TASK DIRECTIONS: Only those lines in the data below from the line containing "pub struct ValidatedJson<T>(pub T);" through the line containing "const NOT_FOUND: &'static str;", both included, should be restated word for word.

EXTRACTED INFORMATION:
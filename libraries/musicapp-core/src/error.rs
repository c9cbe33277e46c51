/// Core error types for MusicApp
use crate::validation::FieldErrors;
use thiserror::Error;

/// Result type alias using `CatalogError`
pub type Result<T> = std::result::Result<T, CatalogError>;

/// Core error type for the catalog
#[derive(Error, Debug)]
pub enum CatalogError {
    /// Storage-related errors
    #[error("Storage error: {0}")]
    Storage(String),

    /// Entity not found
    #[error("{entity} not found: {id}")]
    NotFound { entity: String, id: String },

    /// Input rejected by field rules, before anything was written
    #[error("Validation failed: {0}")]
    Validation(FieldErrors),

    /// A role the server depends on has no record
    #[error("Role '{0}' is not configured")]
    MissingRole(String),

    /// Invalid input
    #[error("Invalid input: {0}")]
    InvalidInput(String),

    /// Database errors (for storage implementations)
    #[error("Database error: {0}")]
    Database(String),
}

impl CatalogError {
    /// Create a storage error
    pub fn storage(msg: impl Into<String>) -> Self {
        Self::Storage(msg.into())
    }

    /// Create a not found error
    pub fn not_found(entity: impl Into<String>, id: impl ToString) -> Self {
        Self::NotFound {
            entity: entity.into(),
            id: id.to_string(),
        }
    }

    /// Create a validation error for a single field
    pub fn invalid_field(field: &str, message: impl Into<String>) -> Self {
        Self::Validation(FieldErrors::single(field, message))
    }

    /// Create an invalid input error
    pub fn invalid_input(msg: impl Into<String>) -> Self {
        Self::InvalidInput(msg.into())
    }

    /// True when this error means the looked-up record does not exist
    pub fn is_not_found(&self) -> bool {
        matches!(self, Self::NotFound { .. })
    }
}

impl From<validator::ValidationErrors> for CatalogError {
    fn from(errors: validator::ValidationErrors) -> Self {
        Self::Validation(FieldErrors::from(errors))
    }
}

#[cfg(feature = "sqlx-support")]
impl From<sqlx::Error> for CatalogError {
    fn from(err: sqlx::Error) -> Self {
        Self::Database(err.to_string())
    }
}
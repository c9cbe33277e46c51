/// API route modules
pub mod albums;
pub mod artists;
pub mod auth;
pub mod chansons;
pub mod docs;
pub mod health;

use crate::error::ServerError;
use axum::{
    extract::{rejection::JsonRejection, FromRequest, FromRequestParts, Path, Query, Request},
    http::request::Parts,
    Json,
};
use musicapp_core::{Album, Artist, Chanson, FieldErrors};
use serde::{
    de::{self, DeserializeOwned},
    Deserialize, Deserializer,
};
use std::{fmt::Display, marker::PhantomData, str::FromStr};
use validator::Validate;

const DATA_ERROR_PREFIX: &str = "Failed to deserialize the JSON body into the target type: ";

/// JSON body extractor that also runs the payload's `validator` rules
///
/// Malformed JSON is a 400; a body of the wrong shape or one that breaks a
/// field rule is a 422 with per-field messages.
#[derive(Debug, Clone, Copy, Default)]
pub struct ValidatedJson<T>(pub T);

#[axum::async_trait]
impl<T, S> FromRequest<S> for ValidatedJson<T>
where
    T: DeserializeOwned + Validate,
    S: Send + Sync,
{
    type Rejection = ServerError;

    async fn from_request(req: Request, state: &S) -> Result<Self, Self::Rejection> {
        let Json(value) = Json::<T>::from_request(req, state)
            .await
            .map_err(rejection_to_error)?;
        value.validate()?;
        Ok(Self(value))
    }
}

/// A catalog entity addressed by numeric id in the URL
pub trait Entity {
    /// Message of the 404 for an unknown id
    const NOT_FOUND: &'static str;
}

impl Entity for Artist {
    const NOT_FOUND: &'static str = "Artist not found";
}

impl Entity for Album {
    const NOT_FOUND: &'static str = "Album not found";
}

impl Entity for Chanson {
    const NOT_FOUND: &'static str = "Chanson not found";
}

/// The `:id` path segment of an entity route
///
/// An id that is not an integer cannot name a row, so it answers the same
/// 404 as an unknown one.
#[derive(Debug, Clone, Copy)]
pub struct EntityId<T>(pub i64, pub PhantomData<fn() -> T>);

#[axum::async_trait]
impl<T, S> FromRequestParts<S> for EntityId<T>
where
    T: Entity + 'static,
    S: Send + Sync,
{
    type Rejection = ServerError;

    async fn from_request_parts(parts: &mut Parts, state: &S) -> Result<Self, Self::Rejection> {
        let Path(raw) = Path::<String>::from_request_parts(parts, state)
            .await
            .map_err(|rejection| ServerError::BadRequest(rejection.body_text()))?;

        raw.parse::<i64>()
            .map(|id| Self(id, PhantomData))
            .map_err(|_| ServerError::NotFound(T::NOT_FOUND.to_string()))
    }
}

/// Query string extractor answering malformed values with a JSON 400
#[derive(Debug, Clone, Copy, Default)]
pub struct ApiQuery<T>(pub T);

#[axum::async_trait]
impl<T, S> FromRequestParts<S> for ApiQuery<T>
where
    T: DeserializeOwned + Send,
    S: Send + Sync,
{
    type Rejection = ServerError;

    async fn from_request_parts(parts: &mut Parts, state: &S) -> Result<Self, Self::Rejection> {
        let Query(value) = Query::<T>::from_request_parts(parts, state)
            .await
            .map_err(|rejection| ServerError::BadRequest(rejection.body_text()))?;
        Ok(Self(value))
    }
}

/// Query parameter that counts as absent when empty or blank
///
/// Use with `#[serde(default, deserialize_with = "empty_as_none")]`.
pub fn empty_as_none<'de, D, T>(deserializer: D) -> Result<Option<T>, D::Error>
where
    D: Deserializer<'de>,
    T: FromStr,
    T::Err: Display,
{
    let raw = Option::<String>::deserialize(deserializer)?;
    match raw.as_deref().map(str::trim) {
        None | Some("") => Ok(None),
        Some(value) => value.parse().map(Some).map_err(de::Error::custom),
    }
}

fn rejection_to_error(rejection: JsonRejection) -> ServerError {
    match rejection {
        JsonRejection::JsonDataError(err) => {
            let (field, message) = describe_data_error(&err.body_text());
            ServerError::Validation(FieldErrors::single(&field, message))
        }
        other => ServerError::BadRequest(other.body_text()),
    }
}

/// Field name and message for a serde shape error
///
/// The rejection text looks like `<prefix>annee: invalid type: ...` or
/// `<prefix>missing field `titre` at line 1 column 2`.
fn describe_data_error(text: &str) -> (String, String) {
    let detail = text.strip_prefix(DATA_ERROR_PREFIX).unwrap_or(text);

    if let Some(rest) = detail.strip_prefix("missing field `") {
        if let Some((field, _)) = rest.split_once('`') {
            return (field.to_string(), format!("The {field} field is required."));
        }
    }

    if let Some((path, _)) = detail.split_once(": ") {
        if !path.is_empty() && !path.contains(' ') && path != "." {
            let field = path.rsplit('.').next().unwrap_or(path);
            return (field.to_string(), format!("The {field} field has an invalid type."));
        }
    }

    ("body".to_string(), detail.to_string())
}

OUTPUT:
pub struct ValidatedJson<T>(pub T);

#[axum::async_trait]
impl<T, S> FromRequest<S> for ValidatedJson<T>
where
    T: DeserializeOwned + Validate,
    S: Send + Sync,
{
    type Rejection = ServerError;

    async fn from_request(req: Request, state: &S) -> Result<Self, Self::Rejection> {
        let Json(value) = Json::<T>::from_request(req, state)
            .await
            .map_err(rejection_to_error)?;
        value.validate()?;
        Ok(Self(value))
    }
}

/// A catalog entity addressed by numeric id in the URL
pub trait Entity {
    /// Message of the 404 for an unknown id
    const NOT_FOUND: &'static str;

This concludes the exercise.